Patrice
Sono a Ejin, dove ho detto la prima delle tre messe che diró questa domenica. Finita la Messa c'é gente che mi vuole parlare e
quindi mi accomodo nel mio solennissimo studio: tre metri per tre e mezzo, pareti di fango, dentro c'é letto, tavolino, armadietto
pensile, filtro dell'acqua, fornello a spirito, formiche e altri insetti vari e...il sottoscritto.

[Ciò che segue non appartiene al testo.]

//! Workflow engine core for Freshflow.
//!
//! Builds ordered task graphs from declarative module maps, resolves deferred
//! references between tasks, dispatches tasks to registered handlers, and
//! fans run lifecycle events out to live listeners. Persistence is reached
//! only through the `repository` traits; `freshflow-infra` implements them.

pub mod event;
pub mod repository;
pub mod workflow;

#[cfg(test)]
mod testing;
//! Run observer that records status in a state store and publishes events.
//!
//! One `StateObserver` serves any number of runs: every callback carries the
//! workflow ID. Store failures are logged and never interrupt the run; the
//! matching event is published regardless.

use std::sync::Arc;

use freshflow_types::event::WorkflowEvent;
use freshflow_types::state::{ErrorKind, ErrorPayload, ModuleStatus, WorkflowRunStatus};
use futures_util::future::BoxFuture;
use serde_json::{Map, Value, json};

use super::engine::RunObserver;
use crate::event::EventBus;
use crate::repository::StateStore;

/// Bridges engine callbacks to a [`StateStore`] and an [`EventBus`].
pub struct StateObserver<S> {
    store: Arc<S>,
    bus: Arc<EventBus>,
}

impl<S: StateStore> StateObserver<S> {
    pub fn new(store: Arc<S>, bus: Arc<EventBus>) -> Self {
        Self { store, bus }
    }

    async fn record_module(
        &self,
        workflow_id: &str,
        module_id: &str,
        status: ModuleStatus,
        brief: Value,
        detailed: Option<Value>,
    ) {
        if let Err(e) = self
            .store
            .update_module_status(workflow_id, module_id, status, Some(brief.clone()), detailed)
            .await
        {
            tracing::error!(workflow_id, module_id, error = %e, "failed to record module status");
        }
        self.bus.publish(
            workflow_id,
            WorkflowEvent::module_update(workflow_id, module_id, status, Some(brief)),
        );
    }
}

impl<S: StateStore + 'static> RunObserver for StateObserver<S> {
    fn on_module_start<'a>(&'a self, workflow_id: &'a str, module_id: &'a str) -> BoxFuture<'a, ()> {
        Box::pin(async move {
            let brief = json!({"message": format!("Starting module {module_id}")});
            self.record_module(workflow_id, module_id, ModuleStatus::InProgress, brief, None)
                .await;
            tracing::info!(workflow_id, module_id, "module started");
        })
    }

    fn on_module_complete<'a>(
        &'a self,
        workflow_id: &'a str,
        module_id: &'a str,
        result: &'a Value,
    ) -> BoxFuture<'a, ()> {
        Box::pin(async move {
            let brief = brief_output(module_id, result);
            self.record_module(
                workflow_id,
                module_id,
                ModuleStatus::Completed,
                brief,
                Some(result.clone()),
            )
            .await;
            tracing::info!(workflow_id, module_id, "module completed");
        })
    }

    fn on_module_error<'a>(
        &'a self,
        workflow_id: &'a str,
        module_id: &'a str,
        error: &'a str,
    ) -> BoxFuture<'a, ()> {
        Box::pin(async move {
            let brief = json!({"message": "Module execution failed", "error": error});
            let detailed = json!({"error": error, "type": ErrorKind::ModuleError});
            self.record_module(
                workflow_id,
                module_id,
                ModuleStatus::Failed,
                brief,
                Some(detailed),
            )
            .await;
            tracing::error!(workflow_id, module_id, error, "module failed");
        })
    }

    fn on_workflow_complete<'a>(
        &'a self,
        workflow_id: &'a str,
        _outputs: &'a Map<String, Value>,
    ) -> BoxFuture<'a, ()> {
        Box::pin(async move {
            if let Err(e) = self
                .store
                .update_workflow_status(workflow_id, WorkflowRunStatus::Completed, None)
                .await
            {
                tracing::error!(workflow_id, error = %e, "failed to record workflow completion");
            }

            let summary = match self.store.get_workflow_status(workflow_id).await {
                Ok(state) => state.map(|s| s.summary),
                Err(e) => {
                    tracing::error!(workflow_id, error = %e, "failed to read workflow summary");
                    None
                }
            };

            self.bus.publish(
                workflow_id,
                WorkflowEvent::workflow_update(workflow_id, WorkflowRunStatus::Completed, summary, None),
            );
            tracing::info!(workflow_id, "workflow completed");
        })
    }

    fn on_workflow_error<'a>(&'a self, workflow_id: &'a str, error: &'a str) -> BoxFuture<'a, ()> {
        Box::pin(async move {
            let payload = ErrorPayload::workflow(error);
            if let Err(e) = self
                .store
                .update_workflow_status(workflow_id, WorkflowRunStatus::Failed, Some(payload.clone()))
                .await
            {
                tracing::error!(workflow_id, error = %e, "failed to record workflow failure");
            }

            self.bus.publish(
                workflow_id,
                WorkflowEvent::workflow_update(workflow_id, WorkflowRunStatus::Failed, None, Some(payload)),
            );
            tracing::error!(workflow_id, error, "workflow failed");
        })
    }
}

/// Short summary of a completed module for status views and events.
///
/// Surfaces well-known metrics from the task's `output` mapping: `size`
/// (`content_length`), `chunks` (`total_chunks`), `tokens` (`total_tokens`),
/// and `embeddings_count` (length of `embeddings`).
pub fn brief_output(module_id: &str, result: &Value) -> Value {
    let mut brief = Map::new();
    brief.insert(
        "message".to_string(),
        Value::String(format!("Module {module_id} completed successfully")),
    );

    let output = result.get("output").filter(|o| o.is_object()).unwrap_or(result);
    for (source, target) in [
        ("content_length", "size"),
        ("total_chunks", "chunks"),
        ("total_tokens", "tokens"),
    ] {
        if let Some(v) = output.get(source) {
            brief.insert(target.to_string(), v.clone());
        }
    }
    if let Some(embeddings) = output.get("embeddings") {
        let count = match embeddings {
            Value::Array(items) => items.len(),
            Value::Object(map) => map.len(),
            Value::String(s) => s.chars().count(),
            _ => 0,
        };
        brief.insert("embeddings_count".to_string(), json!(count));
    }

    Value::Object(brief)
}
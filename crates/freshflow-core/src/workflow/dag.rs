//! Topological ordering of task graphs.
//!
//! Implements Kahn's algorithm over an insertion-ordered dependency map, so
//! ties are broken by map order and the result is deterministic. Both the
//! graph builder and definition validation order tasks through
//! [`execution_order`].

use std::collections::VecDeque;

use indexmap::{IndexMap, IndexSet};

use super::definition::WorkflowError;

/// Dependency map: node -> nodes it depends on. Iteration order is the
/// tie-break order.
pub type DependencyMap = IndexMap<String, IndexSet<String>>;

/// Order nodes so that every node comes after everything it depends on.
///
/// 1. Reject dependencies on nodes that are not in the map.
/// 2. Seed the ready queue with nodes that have no dependencies. If there
///    are none, the whole graph is cyclic.
/// 3. Pop a node, append it, and drop it from the remaining dependency set of
///    every other node (in map order). A node whose set becomes empty joins
///    the queue.
/// 4. Nodes never reached form (or hang off) a cycle and are reported.
pub fn execution_order(deps: &DependencyMap) -> Result<Vec<String>, WorkflowError> {
    for (node, node_deps) in deps {
        if let Some(missing) = node_deps.iter().find(|d| !deps.contains_key(d.as_str())) {
            return Err(WorkflowError::UnknownDependency {
                task: node.clone(),
                dependency: missing.clone(),
            });
        }
    }

    let mut remaining: IndexMap<&str, IndexSet<&str>> = deps
        .iter()
        .map(|(node, node_deps)| {
            (
                node.as_str(),
                node_deps.iter().map(String::as_str).collect(),
            )
        })
        .collect();

    let mut queue: VecDeque<&str> = remaining
        .iter()
        .filter(|(_, d)| d.is_empty())
        .map(|(node, _)| *node)
        .collect();

    if queue.is_empty() && !deps.is_empty() {
        return Err(WorkflowError::CircularDependency {
            unprocessed: deps.keys().cloned().collect(),
        });
    }

    let mut order: Vec<String> = Vec::with_capacity(deps.len());
    while let Some(current) = queue.pop_front() {
        order.push(current.to_string());
        tracing::trace!(node = current, "ordered node");

        for (node, node_deps) in remaining.iter_mut() {
            if node_deps.shift_remove(current) && node_deps.is_empty() {
                queue.push_back(node);
            }
        }
    }

    if order.len() != deps.len() {
        let unprocessed: Vec<String> = deps
            .keys()
            .filter(|node| !order.contains(node))
            .cloned()
            .collect();
        return Err(WorkflowError::CircularDependency { unprocessed });
    }

    Ok(order)
}

#[cfg(test)]
mod tests {
    use super::*;

    fn graph(edges: &[(&str, &[&str])]) -> DependencyMap {
        edges
            .iter()
            .map(|(node, deps)| {
                (
                    node.to_string(),
                    deps.iter().map(|d| d.to_string()).collect(),
                )
            })
            .collect()
    }

    #[test]
    fn test_empty_graph() {
        assert!(execution_order(&DependencyMap::new()).unwrap().is_empty());
    }

    #[test]
    fn test_independent_nodes_keep_map_order() {
        let order = execution_order(&graph(&[("c", &[]), ("a", &[]), ("b", &[])])).unwrap();
        assert_eq!(order, vec!["c", "a", "b"]);
    }

    #[test]
    fn test_dependency_declared_later_runs_first() {
        // b is listed first but depends on a
        let order = execution_order(&graph(&[("b", &["a"]), ("a", &[])])).unwrap();
        assert_eq!(order, vec!["a", "b"]);
    }

    #[test]
    fn test_diamond() {
        //   a
        //  / \
        // b   c
        //  \ /
        //   d
        let order = execution_order(&graph(&[
            ("d", &["b", "c"]),
            ("c", &["a"]),
            ("b", &["a"]),
            ("a", &[]),
        ]))
        .unwrap();
        assert_eq!(order, vec!["a", "c", "b", "d"]);
    }

    #[test]
    fn test_every_node_after_its_dependencies() {
        let deps = graph(&[
            ("f", &["d", "e"]),
            ("e", &["c"]),
            ("d", &["b"]),
            ("c", &["a"]),
            ("b", &["a"]),
            ("a", &[]),
        ]);
        let order = execution_order(&deps).unwrap();
        let pos = |n: &str| order.iter().position(|o| o == n).unwrap();
        for (node, node_deps) in &deps {
            for dep in node_deps {
                assert!(pos(dep) < pos(node), "{dep} must precede {node}");
            }
        }
    }

    #[test]
    fn test_full_cycle_has_no_start_node() {
        let err = execution_order(&graph(&[("a", &["b"]), ("b", &["a"])])).unwrap_err();
        match err {
            WorkflowError::CircularDependency { unprocessed } => {
                assert_eq!(unprocessed, vec!["a", "b"]);
            }
            other => panic!("unexpected error: {other}"),
        }
    }

    #[test]
    fn test_partial_cycle_names_unprocessed_nodes() {
        let err = execution_order(&graph(&[
            ("root", &[]),
            ("x", &["root", "z"]),
            ("y", &["x"]),
            ("z", &["y"]),
        ]))
        .unwrap_err();
        match err {
            WorkflowError::CircularDependency { unprocessed } => {
                assert_eq!(unprocessed, vec!["x", "y", "z"]);
            }
            other => panic!("unexpected error: {other}"),
        }
    }

    #[test]
    fn test_self_dependency_is_a_cycle() {
        let err = execution_order(&graph(&[("a", &[]), ("b", &["b"])])).unwrap_err();
        assert!(err.to_string().contains("circular dependency"));
    }

    #[test]
    fn test_unknown_dependency() {
        let err = execution_order(&graph(&[("a", &["missing"])])).unwrap_err();
        assert!(matches!(err, WorkflowError::UnknownDependency { .. }));
        assert!(err.to_string().contains("missing"));
    }
}
//! Workflow engine core: graph building, reference resolution, and execution.
//!
//! - `reference` -- deferred-reference syntax and dependency extraction
//! - `dag` -- Kahn ordering shared by the builder and definition validation
//! - `builder` -- module map to ordered `WorkflowDefinition`
//! - `definition` -- definition parsing, lookup, and validation
//! - `resolver` -- per-run output store and input resolution
//! - `handler` -- handler contract and registry
//! - `task_runner` -- handler lookup, invocation, contract enforcement
//! - `engine` -- sequential run orchestration with observers
//! - `observer` -- observer that drives the state store and event bus
//! - `manager` -- bounded background run pool with run handles

pub mod builder;
pub mod dag;
pub mod definition;
pub mod engine;
pub mod handler;
pub mod manager;
pub mod observer;
pub mod reference;
pub mod resolver;
pub mod task_runner;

Sono venuti parecchi da Ehlalab, un villaggio che dista 45 minuti a piedi, da percorrere sugli argini del fiume: vi sta nascendo, tra
molte difficoltà, una comunità di autentici "poveri", perseguitati in tutti i modi. Tra di loro c'é Kauressul, non ancora catecumeno,
cui pochi giorni fa é morto un bambino, Patrice, di 5-6 anni: l'unico maschietto che aveva. Io ero assente da Suzana per un
servizio in Diocesi: un ritiro per i catechisti. Ora é la prima volta che ci vediamo dopo d'allora.
Kauressul mi descrive per filo e per segno la malattia del bambino, quasi giorno per giorno. Poi continua: "Era ormai sera e mi
dice: 'Papà, mi sa che devo proprio morire sai'. Gli rispondo: 'Vediamo, forse si può fare ancora qualcosa, o forse no; forse devi
proprio andare, sarà quel che Dio vorrà". Poi continua: "Era ormai notte fonda. Ad un certo punto il bambino mi chiama e mi dice:
'Tirami fuori Gesù'. Si riferiva alla medaglia che aveva. Gliela dò e se la mette al collo. Poi mi dice: 'Dami i sandali'. 'Perchè vuoi i
sandali? ' gli chiedo. Mi dice: 'Ma come, non capisci? Io devo andare da Gesù, muoio; portami i sandali'. Gli porto i sandali e
glieli metto ai piedi. Passa un po' di tempo, poi mi dice: 'Adesso ti canto una canzone' e comincia il canto dell'anno santo, uno
degli ultimi canti che ha imparato: Aprite le porte, spalancate le vostre case, ecco la Redenzione è vicina... e quando é arrivato
qui alle parole 'la Redenzione è vicina' si é fermato ed ha taciuto.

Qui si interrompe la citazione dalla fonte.